(Saved entries)
####
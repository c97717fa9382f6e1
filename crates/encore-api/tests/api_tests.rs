//! API Integration Tests
//!
//! These drive the router against in-memory stores. PostgreSQL-backed store
//! tests live next to the repository and are `#[ignore]`d.
//!
//! Author: hephaex@gmail.com

use axum::{
    body::Body,
    http::{header, Request, StatusCode},
    Router,
};
use encore_api::{create_router, state::AppState};
use encore_core::{AppConfig, Argon2Config};
use serde_json::{json, Value};
use std::sync::Arc;
use tower::ServiceExt;
use uuid::Uuid;

fn test_state() -> Arc<AppState> {
    let mut config = AppConfig::default();
    config.auth.access_secret = "api-test-access-secret".to_string();
    config.auth.refresh_secret = "api-test-refresh-secret".to_string();
    config.auth.argon2 = Argon2Config {
        memory_kib: 64,
        time_cost: 1,
        parallelism: 1,
        output_len: 32,
    };
    Arc::new(AppState::in_memory(config).unwrap())
}

/// Helper to create a test request
fn create_json_request(method: &str, uri: &str, body: Option<Value>) -> Request<Body> {
    let builder = Request::builder()
        .method(method)
        .uri(uri)
        .header("Content-Type", "application/json");

    match body {
        Some(json_body) => builder
            .body(Body::from(serde_json::to_string(&json_body).unwrap()))
            .unwrap(),
        None => builder.body(Body::empty()).unwrap(),
    }
}

fn bearer_request(method: &str, uri: &str, token: &str) -> Request<Body> {
    Request::builder()
        .method(method)
        .uri(uri)
        .header(header::AUTHORIZATION, format!("Bearer {token}"))
        .body(Body::empty())
        .unwrap()
}

async fn send(app: &Router, request: Request<Body>) -> (StatusCode, Value) {
    let response = app.clone().oneshot(request).await.unwrap();
    let status = response.status();
    let body = axum::body::to_bytes(response.into_body(), usize::MAX)
        .await
        .unwrap();
    let json = if body.is_empty() {
        Value::Null
    } else {
        serde_json::from_slice(&body).unwrap_or(Value::Null)
    };
    (status, json)
}

async fn register(app: &Router, email: &str, password: &str) -> Value {
    let (status, body) = send(
        app,
        create_json_request(
            "POST",
            "/api/v1/auth/register",
            Some(json!({
                "email": email,
                "password": password,
                "display_name": "Test User"
            })),
        ),
    )
    .await;
    assert_eq!(status, StatusCode::CREATED, "{body}");
    body
}

async fn refresh(app: &Router, refresh_token: &Value) -> (StatusCode, Value) {
    send(
        app,
        create_json_request(
            "POST",
            "/api/v1/auth/refresh",
            Some(json!({ "refresh_token": refresh_token })),
        ),
    )
    .await
}

// =============================================================================
// Health Check Tests
// =============================================================================

#[tokio::test]
async fn test_health_check() {
    let app = create_router(test_state());

    let (status, json) = send(
        &app,
        Request::builder().uri("/health").body(Body::empty()).unwrap(),
    )
    .await;

    assert_eq!(status, StatusCode::OK);
    assert_eq!(json["status"], "ok");
    assert!(json["version"].is_string());
}

#[tokio::test]
async fn test_readiness_check() {
    let app = create_router(test_state());

    let (status, json) = send(
        &app,
        Request::builder()
            .uri("/health/ready")
            .body(Body::empty())
            .unwrap(),
    )
    .await;

    assert_eq!(status, StatusCode::OK);
    assert_eq!(json["ready"], true);
    assert_eq!(json["checks"]["persistent_storage"], false);
    assert_eq!(json["checks"]["google_sign_in"], false);
}

#[tokio::test]
async fn test_readiness_fails_when_draining() {
    let state = test_state();
    let app = create_router(state.clone());
    state.set_ready(false);

    let (status, json) = send(
        &app,
        Request::builder()
            .uri("/health/ready")
            .body(Body::empty())
            .unwrap(),
    )
    .await;

    assert_eq!(status, StatusCode::SERVICE_UNAVAILABLE);
    assert_eq!(json["ready"], false);
}

#[tokio::test]
async fn test_openapi_document() {
    let app = create_router(test_state());

    let (status, json) = send(
        &app,
        Request::builder()
            .uri("/api-docs/openapi.json")
            .body(Body::empty())
            .unwrap(),
    )
    .await;

    assert_eq!(status, StatusCode::OK);
    assert!(json["paths"]["/api/v1/auth/login"].is_object());
}

// =============================================================================
// Registration and Login Tests
// =============================================================================

#[tokio::test]
async fn test_register_returns_token_pair() {
    let app = create_router(test_state());
    let body = register(&app, "alice@example.com", "correcthorse123").await;

    assert!(body["access_token"].is_string());
    assert!(body["refresh_token"].is_string());
    assert_eq!(body["token_type"], "Bearer");
    assert_eq!(body["expires_in"], 900);
    assert_eq!(body["user"]["email"], "alice@example.com");
    assert!(body["user"].get("password_hash").is_none());
}

#[tokio::test]
async fn test_register_duplicate_email() {
    let app = create_router(test_state());
    register(&app, "alice@example.com", "correcthorse123").await;

    let (status, body) = send(
        &app,
        create_json_request(
            "POST",
            "/api/v1/auth/register",
            Some(json!({
                "email": "ALICE@example.com",
                "password": "anotherpass123",
                "display_name": "Other"
            })),
        ),
    )
    .await;

    assert_eq!(status, StatusCode::CONFLICT);
    assert_eq!(body["code"], "USER_EXISTS");
}

#[tokio::test]
async fn test_register_validation() {
    let app = create_router(test_state());

    let (status, body) = send(
        &app,
        create_json_request(
            "POST",
            "/api/v1/auth/register",
            Some(json!({
                "email": "not-an-email",
                "password": "short",
                "display_name": "X"
            })),
        ),
    )
    .await;

    assert_eq!(status, StatusCode::BAD_REQUEST);
    assert_eq!(body["code"], "VALIDATION_ERROR");
}

#[tokio::test]
async fn test_malformed_json_is_validation_error() {
    let app = create_router(test_state());

    let request = Request::builder()
        .method("POST")
        .uri("/api/v1/auth/login")
        .header("Content-Type", "application/json")
        .body(Body::from("{not json"))
        .unwrap();
    let (status, body) = send(&app, request).await;

    assert_eq!(status, StatusCode::BAD_REQUEST);
    assert_eq!(body["code"], "VALIDATION_ERROR");
}

#[tokio::test]
async fn test_login_failures_are_indistinguishable() {
    let app = create_router(test_state());
    register(&app, "alice@example.com", "correcthorse123").await;

    let wrong_password = send(
        &app,
        create_json_request(
            "POST",
            "/api/v1/auth/login",
            Some(json!({ "email": "alice@example.com", "password": "nope-nope" })),
        ),
    )
    .await;
    let unknown_email = send(
        &app,
        create_json_request(
            "POST",
            "/api/v1/auth/login",
            Some(json!({ "email": "ghost@example.com", "password": "correcthorse123" })),
        ),
    )
    .await;

    assert_eq!(wrong_password.0, StatusCode::UNAUTHORIZED);
    assert_eq!(wrong_password, unknown_email);
    assert_eq!(wrong_password.1["code"], "AUTHENTICATION_FAILED");
    assert_eq!(wrong_password.1["message"], "Authentication failed");
}

#[tokio::test]
async fn test_login_success() {
    let app = create_router(test_state());
    register(&app, "alice@example.com", "correcthorse123").await;

    let (status, body) = send(
        &app,
        create_json_request(
            "POST",
            "/api/v1/auth/login",
            Some(json!({ "email": " Alice@Example.com ", "password": "correcthorse123" })),
        ),
    )
    .await;

    assert_eq!(status, StatusCode::OK);
    assert_eq!(body["user"]["email"], "alice@example.com");
}

#[tokio::test]
async fn test_google_login_not_configured() {
    let app = create_router(test_state());

    let (status, body) = send(
        &app,
        create_json_request(
            "POST",
            "/api/v1/auth/google",
            Some(json!({ "id_token": "a.b.c" })),
        ),
    )
    .await;

    assert_eq!(status, StatusCode::SERVICE_UNAVAILABLE);
    assert_eq!(body["code"], "SERVICE_UNAVAILABLE");
}

// =============================================================================
// Session Lifecycle Tests
// =============================================================================

#[tokio::test]
async fn test_session_lifecycle() {
    let app = create_router(test_state());
    let t0 = register(&app, "alice@example.com", "correcthorse123").await;

    // Rotate
    let (status, t1) = refresh(&app, &t0["refresh_token"]).await;
    assert_eq!(status, StatusCode::OK);
    assert_ne!(t0["refresh_token"], t1["refresh_token"]);

    // The rotated token is dead
    let (status, body) = refresh(&app, &t0["refresh_token"]).await;
    assert_eq!(status, StatusCode::UNAUTHORIZED);
    assert_eq!(body["code"], "AUTHENTICATION_FAILED");

    // Logout the live one
    let (status, body) = send(
        &app,
        create_json_request(
            "POST",
            "/api/v1/auth/logout",
            Some(json!({ "refresh_token": t1["refresh_token"] })),
        ),
    )
    .await;
    assert_eq!(status, StatusCode::OK);
    assert!(body["message"].is_string());

    let (status, _) = refresh(&app, &t1["refresh_token"]).await;
    assert_eq!(status, StatusCode::UNAUTHORIZED);

    // Access tokens stay valid until their own expiry
    let access = t1["access_token"].as_str().unwrap();
    let (status, me) = send(&app, bearer_request("GET", "/api/v1/auth/me", access)).await;
    assert_eq!(status, StatusCode::OK);
    assert_eq!(me["email"], "alice@example.com");
}

#[tokio::test]
async fn test_logout_with_unusable_token_succeeds() {
    let app = create_router(test_state());

    let (status, _) = send(
        &app,
        create_json_request(
            "POST",
            "/api/v1/auth/logout",
            Some(json!({ "refresh_token": "garbage" })),
        ),
    )
    .await;

    assert_eq!(status, StatusCode::OK);
}

#[tokio::test]
async fn test_me_requires_access_token() {
    let app = create_router(test_state());
    let pair = register(&app, "alice@example.com", "correcthorse123").await;

    let (status, body) = send(
        &app,
        Request::builder()
            .uri("/api/v1/auth/me")
            .body(Body::empty())
            .unwrap(),
    )
    .await;
    assert_eq!(status, StatusCode::UNAUTHORIZED);
    assert_eq!(body["code"], "UNAUTHORIZED");

    let refresh_token = pair["refresh_token"].as_str().unwrap();
    let (status, body) = send(
        &app,
        bearer_request("GET", "/api/v1/auth/me", refresh_token),
    )
    .await;
    assert_eq!(status, StatusCode::UNAUTHORIZED);
    assert_eq!(body["code"], "AUTHENTICATION_FAILED");
}

#[tokio::test]
async fn test_revoke_all_own_sessions() {
    let app = create_router(test_state());
    let first = register(&app, "alice@example.com", "correcthorse123").await;
    let (_, second) = send(
        &app,
        create_json_request(
            "POST",
            "/api/v1/auth/login",
            Some(json!({ "email": "alice@example.com", "password": "correcthorse123" })),
        ),
    )
    .await;

    let access = second["access_token"].as_str().unwrap();
    let (status, body) = send(
        &app,
        bearer_request("POST", "/api/v1/auth/revoke-all", access),
    )
    .await;
    assert_eq!(status, StatusCode::OK);
    assert_eq!(body["revoked"], 2);

    for pair in [&first, &second] {
        let (status, _) = refresh(&app, &pair["refresh_token"]).await;
        assert_eq!(status, StatusCode::UNAUTHORIZED);
    }
}

// =============================================================================
// Admin Tests
// =============================================================================

#[tokio::test]
async fn test_admin_revoke_all() {
    let state = test_state();
    let app = create_router(state.clone());
    let victim = register(&app, "bob@example.com", "hunter2hunter2").await;
    let victim_id = victim["user"]["id"].as_str().unwrap();
    let uri = format!("/api/v1/admin/users/{victim_id}/revoke-all");

    // Regular users are refused
    let user_access = victim["access_token"].as_str().unwrap();
    let (status, body) = send(&app, bearer_request("POST", &uri, user_access)).await;
    assert_eq!(status, StatusCode::FORBIDDEN);
    assert_eq!(body["code"], "FORBIDDEN");

    let admin = state
        .sessions
        .codec()
        .issue_pair(
            Uuid::new_v4(),
            "root@example.com",
            &["user".to_string(), "admin".to_string()],
        )
        .unwrap();

    let (status, body) = send(&app, bearer_request("POST", &uri, &admin.access_token)).await;
    assert_eq!(status, StatusCode::OK);
    assert_eq!(body["revoked"], 1);

    let (status, _) = refresh(&app, &victim["refresh_token"]).await;
    assert_eq!(status, StatusCode::UNAUTHORIZED);

    let (status, body) = send(
        &app,
        bearer_request(
            "POST",
            "/api/v1/admin/users/not-a-uuid/revoke-all",
            &admin.access_token,
        ),
    )
    .await;
    assert_eq!(status, StatusCode::BAD_REQUEST);
    assert_eq!(body["code"], "VALIDATION_ERROR");
}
####
**TASK DIRECTIONS:** Starting at the first line of the entries above, please extract each line up to and including the line with "use uuid::Uuid;", unchanged, and add nothing.

**ANSWER BOX:**
repository c97717fa9382f6e1
filename crates/encore-api/tests/api_tests.rs
//! API Integration Tests
//!
//! These drive the router against in-memory stores. PostgreSQL-backed store
//! tests live next to the repository and are `#[ignore]`d.
//!
//! Author: hephaex@gmail.com

use axum::{
    body::Body,
    http::{header, Request, StatusCode},
    Router,
};
use encore_api::{create_router, state::AppState};
use encore_core::{AppConfig, Argon2Config};
use serde_json::{json, Value};
use std::sync::Arc;
use tower::ServiceExt;
use uuid::Uuid;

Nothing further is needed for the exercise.